Read Codependent No More by Melodie Beattie.

Fairenuff · 08/09/2012 08:51

bunny I am so sorry that you are in this awful situation.

Don't be surprised if you find yourself in shock today. The reality of what could so easily have happened will probably hit you with a full force.

You have had an extremely lucky escape. Please don't let him minimise the danger he put your dd in. He must get help today.

I would agree that you insist on a dry house. This is not unreasonable under the circumstances. If he resists, I would ask him to leave.

Anything else is just not worth the risk.

There is plenty of help out there for him when he is ready to accept it x

anniewoo · 08/09/2012 08:52

Thinking of you this morning sleeplessbunny and hoping he realises the seriousness ofwhat he did and gets help. Be brave- you have great support here. Wasn't eandh amazing .

LexieSinclair · 08/09/2012 08:53

OP I think things have changed for you now because he has actually put your DD in danger. I would point out to him in no uncertain terms the possible consequences of his actions and tell him that unless he sorts out his drinking to endure this never happens again you will have no choice but to kick him out/leave him to protect your children. It worked for me when I had a similar problem with DH's drinking. He never got into a state like that again.

Margerykemp · 08/09/2012 08:55

But offred what will happen in real life ( ie not how you would expect or what would be best) is that he will get unsupervised access and that will endanger DD.

The op will need proof that he endangered DD. her DP could easily deny the cot incident in court.

If SS get involved the op could been seen as culpable for allowing someone she knew was an alcoholic to be around her DD. the system stinks that she could be treated like that but that is how it could unfold. DD could be removed from both of them if he keeps drinking and she doesn't manage to keep him out of the house. It depends on the housing situation. If he has the right to stay there and there has been no violence she will have to leave.

That is why I have suggested helping him to stop at home.

He has evidenced that he wants to change and that is half of the battle. I would give different advice if he was unwilling to change.

lemonstartree · 08/09/2012 08:58

Sadly I too have had experience of living with an alcoholic (and at separate time drug addicted) partner.

He wont stop unless HE knows it is wrong/bad having a negative effect on is life. And sadly things often have to hit rock bottom before the addict has any capacity to recognise what they are doing.

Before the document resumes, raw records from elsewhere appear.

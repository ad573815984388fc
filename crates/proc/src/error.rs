// SPDX-License-Identifier: BUSL-1.1
// Copyright (c) 2026 Alfred Jean LLC

use thiserror::Error;

#[derive(Debug, Error)]
pub enum ProcError {
    #[error("spawn failed: {0}")]
    Spawn(#[source] std::io::Error),

    #[error("wait failed: {0}")]
    Wait(#[source] std::io::Error),

    #[error("signal delivery failed: {0}")]
    Signal(#[source] nix::Error),

    #[error("process has no pid (already reaped or never started)")]
    NoPid,
}
// SPDX-License-Identifier: BUSL-1.1
// Copyright (c) 2026 Alfred Jean LLC

//! The message envelope and abort bookkeeping shared by every stream and
//! kernel component (spec.md §3 `Message`, `AbortSet`).

use std::collections::HashSet;

use serde::{Deserialize, Serialize};
use serde_json::Value;

use crate::id::UuidIdGen;
use crate::timestamp::now_iso8601;
use crate::IdGen;

/// A message header: identifies who sent what, and when (spec.md §3).
#[derive(Debug, Clone, PartialEq, Eq, Serialize, Deserialize)]
pub struct Header {
    pub msg_id: String,
    pub msg_type: String,
    #[serde(default)]
    pub session: String,
    pub date: String,
}

impl Header {
    /// Build a fresh header for a new outgoing message, stamping `date` with
    /// the current time and generating a new `msg_id`.
    pub fn new(msg_type: impl Into<String>, session: impl Into<String>) -> Self {
        Self {
            msg_id: UuidIdGen.next(),
            msg_type: msg_type.into(),
            session: session.into(),
            date: now_iso8601(),
        }
    }
}

/// A decoded request/reply envelope (spec.md §3 `Message`, §6 "Message
/// envelope").
///
/// Invariants upheld by callers that build replies (spec.md §8 invariants
/// 3-4): a reply's `parent_header` equals the request's `header`; a reply's
/// `msg_id` is fresh; a reply's `identities` equal the request's
/// `identities`.
#[derive(Debug, Clone, Serialize, Deserialize)]
pub struct Message {
    pub header: Header,
    pub parent_header: Option<Header>,
    #[serde(default)]
    pub metadata: Value,
    pub content: Value,
    #[serde(default)]
    pub buffers: Vec<Vec<u8>>,
    #[serde(skip)]
    pub identities: Vec<Vec<u8>>,
}

impl Message {
    /// Build a reply to `self`: fresh header of `reply_type`, `parent_header`
    /// set to this message's header, identities copied through unchanged.
    pub fn reply(&self, reply_type: impl Into<String>, content: Value) -> Message {
        Message {
            header: Header::new(reply_type, self.header.session.clone()),
            parent_header: Some(self.header.clone()),
            metadata: Value::Object(Default::default()),
            content,
            buffers: Vec::new(),
            identities: self.identities.clone(),
        }
    }
}

/// A set of message ids that must not be executed (spec.md §3 `AbortSet`,
/// §8 invariant 5 "Abort wins").
///
/// On encountering a message whose id is a member, the kernel replies
/// `status: "aborted"` and removes the id — abort is one-shot, not sticky.
#[derive(Debug, Clone, Default)]
pub struct AbortSet {
    ids: HashSet<String>,
}

impl AbortSet {
    pub fn new() -> Self {
        Self::default()
    }

    /// Mark a message id for refusal.
    pub fn insert(&mut self, msg_id: impl Into<String>) {
        self.ids.insert(msg_id.into());
    }

    /// Check whether `msg_id` is marked, removing it if present. Returns
    /// `true` exactly once per inserted id.
    pub fn take(&mut self, msg_id: &str) -> bool {
        self.ids.remove(msg_id)
    }

    pub fn is_empty(&self) -> bool {
        self.ids.is_empty()
    }

    pub fn len(&self) -> usize {
        self.ids.len()
    }
}

#[cfg(test)]
#[path = "message_tests.rs"]
mod tests;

My ex H took our then 11 year old out one evening, to central London, and go so pissed he got chucked out of a club and couldnt get home. I kicked him out he net morning. He was a total c8nt in a lot of ways, and I should have done it years before. We are now divorced, and he still doesnt accept responsibiity for anything. He doe superficially, but deep down hes still an entitled, selfish, childish twat.

Gather your strength. TELL people IRL what is happening - I hadn't for some stupid reason - shame? misguided loyalty ? but your loyalty needs to be towards DD who cannot protect herself.

ask him to go, today. and give yourself some breathing space...

Offred · 08/09/2012 08:59

No margery that is not "what will happen in real life". FFS!!!! How the hell do you think you are even helping? Have you even got any personal experience of this?!

My ex had supervised contact in a contact centre and then with family members/at a children's centre with no "proof".

Things in family court can never be proved they are always allegations and the court normally errs on the side of caution and allows less supervision as time goes on if the NRP proves responsible.

Offred · 08/09/2012 09:00

Your plan of allowing him to drink in the home is what SS would be concerned about because it is actually fucking mental. This is someone's real life you know not some forum for your bitterness and helplessness at "the system"... Jeez...

Offred · 08/09/2012 09:02

It isn't anything to do with keeping him out of the house btw but keeping dd safe. That means insisting on a dry house and letting him choose what he does about that.